#### Task goal:
Lines below that hold the word "counter" must be copied in full.

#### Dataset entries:

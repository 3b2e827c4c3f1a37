use crate::api::TwitterApi;
use crate::error::Result;
use crate::fetcher::{FetchOptions, FetchSession, TimelineFetcher};
use crate::timeline::Timeline;
use serde::{Deserialize, Serialize};
use tracing::{info, warn};

/// Historical fetch limit of the user timeline endpoint.
pub const DEFAULT_CEILING: usize = 3200;

/// How the running counter is advanced against the ceiling.
#[derive(Debug, Clone, Copy, Default, PartialEq, Eq, Serialize, Deserialize)]
#[serde(rename_all = "snake_case")]
pub enum CapPolicy {
    /// Each follow-up fetch adds the requested page width; the first page is
    /// not counted. Output may overshoot the ceiling by up to one page.
    #[default]
    PageAligned,
    /// Counts posts actually received and truncates the result to the ceiling.
    Exact,
}

#[derive(Debug, Clone, Copy, PartialEq, Eq)]
pub enum DriverState {
    FetchingFirstPage,
    FetchingNextPage,
    Done,
}

#[derive(Debug)]
pub struct DriveOutcome {
    pub timeline: Timeline,
    pub fetched_count: usize,
    pub fetches: usize,
    pub state: DriverState,
}

/// Transition taken after every fetch.
pub fn next_state(next_token: Option<&str>, fetched_count: usize, ceiling: usize) -> DriverState {
    match next_token {
        Some(_) if fetched_count < ceiling => DriverState::FetchingNextPage,
        _ => DriverState::Done,
    }
}

pub struct PaginationDriver<'a, A: TwitterApi + ?Sized> {
    fetcher: TimelineFetcher<'a, A>,
    ceiling: usize,
    policy: CapPolicy,
}

impl<'a, A: TwitterApi + ?Sized> PaginationDriver<'a, A> {
    pub fn new(api: &'a A, ceiling: usize, policy: CapPolicy) -> Self {
        Self {
            fetcher: TimelineFetcher::new(api),
            ceiling,
            policy,
        }
    }

    /// Fetches pages one at a time until the token runs out or the counter
    /// reaches the ceiling. `on_tick` receives the counter before every
    /// follow-up fetch. Any fetch error discards everything gathered so far.
    pub async fn run<F>(
        &self,
        user_id: &str,
        options: FetchOptions,
        mut on_tick: F,
    ) -> Result<DriveOutcome>
    where
        F: FnMut(usize),
    {
        let page_width = options.max_results as usize;
        let mut fetched_count = 0;

        let mut session = self.fetcher.fetch_first_page(user_id, options).await?;
        if self.policy == CapPolicy::Exact {
            fetched_count += session.last_page_len;
        }
        let mut state = next_state(session.next_token(), fetched_count, self.ceiling);

        while state == DriverState::FetchingNextPage {
            on_tick(fetched_count);
            session = self.fetcher.fetch_next_page(session).await?;

            fetched_count += match self.policy {
                CapPolicy::PageAligned => page_width,
                CapPolicy::Exact => session.last_page_len,
            };
            state = self.after_next_page(&session, fetched_count);
        }

        let FetchSession {
            mut timeline,
            pages,
            ..
        } = session;
        if self.policy == CapPolicy::Exact {
            timeline.truncate(self.ceiling);
        }

        info!(
            pages,
            posts = timeline.len(),
            counter = fetched_count,
            ceiling = self.ceiling,
            "pagination finished"
        );

        Ok(DriveOutcome {
            timeline,
            fetched_count,
            fetches: pages,
            state,
        })
    }

    fn after_next_page(&self, session: &FetchSession, fetched_count: usize) -> DriverState {
        // An empty page under exact counting would never move the counter.
        if self.policy == CapPolicy::Exact && session.last_page_len == 0 {
            warn!(page = session.pages, "empty page with continuation token, stopping");
            return DriverState::Done;
        }
        next_state(session.next_token(), fetched_count, self.ceiling)
    }
}
//! Wiring of the order workflow over a run store.

use run_store::RunStore;
use saga::{
    InMemoryDeliveryService, InMemoryKitchenService, InMemoryPaymentService, Orchestrator,
    OrderItem, OrderStatus, OrderWorkflow, PaymentMethod, PlaceOrder, PlacedOrder,
    RecoveryAction, Result,
};

use crate::config::Config;

/// Order workflow backed by the in-memory collaborating services.
pub type AppWorkflow<S> = OrderWorkflow<S, InMemoryPaymentService>;

/// What a single runner invocation did.
#[derive(Debug)]
pub struct RunReport {
    /// Interrupted runs found by the recovery sweep.
    pub recovered: usize,
    pub placed: PlacedOrder,
    pub final_status: OrderStatus,
}

/// Builds the order workflow over `store`.
pub fn build_workflow<S: RunStore>(store: S, config: &Config) -> Result<AppWorkflow<S>> {
    OrderWorkflow::new(
        Orchestrator::new(store),
        InMemoryPaymentService::new(),
        InMemoryKitchenService::new(),
        InMemoryDeliveryService::new(),
        config.step_timeout,
    )
}

/// The order placed by the runner.
pub fn sample_order() -> PlaceOrder {
    PlaceOrder {
        customer_id: "walk-in".to_string(),
        items: vec![
            OrderItem::new("Margherita pizza", 1, 1150),
            OrderItem::new("Lemonade", 2, 300),
        ],
        delivery_address: "12 Harbour Road".to_string(),
        payment_method: PaymentMethod::Cash,
    }
}

/// Finishes interrupted runs, then places and confirms one order.
pub async fn run<S: RunStore>(store: S, config: &Config) -> Result<RunReport> {
    let workflow = build_workflow(store, config)?;

    let recovered = workflow.recover().await?;
    for entry in &recovered {
        match &entry.result {
            Ok(RecoveryAction::Resumed(outcome)) => {
                tracing::info!(saga_id = %entry.saga_id, ?outcome, "interrupted run resumed");
            }
            Ok(RecoveryAction::Compensated(records)) => {
                tracing::info!(
                    saga_id = %entry.saga_id,
                    compensations = records.len(),
                    "interrupted rollback finished"
                );
            }
            Err(e) => {
                tracing::warn!(saga_id = %entry.saga_id, error = %e, "failed to recover run");
            }
        }
    }

    let placed = workflow.place_order(sample_order()).await?;
    tracing::info!(
        saga_id = %placed.saga_id,
        order_id = %placed.order_id,
        total_amount_cents = placed.total_amount_cents,
        "order awaiting payment confirmation"
    );

    let final_status = workflow.confirm_payment(&placed.saga_id, true).await?;
    tracing::info!(saga_id = %placed.saga_id, ?final_status, "order finished");

    Ok(RunReport {
        recovered: recovered.len(),
        placed,
        final_status,
    })
}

#### Solution below:
/// How the running counter is advanced against the ceiling.
    /// Fetches pages one at a time until the token runs out or the counter
    /// reaches the ceiling. `on_tick` receives the counter before every
            counter = fetched_count,
        // An empty page under exact counting would never move the counter.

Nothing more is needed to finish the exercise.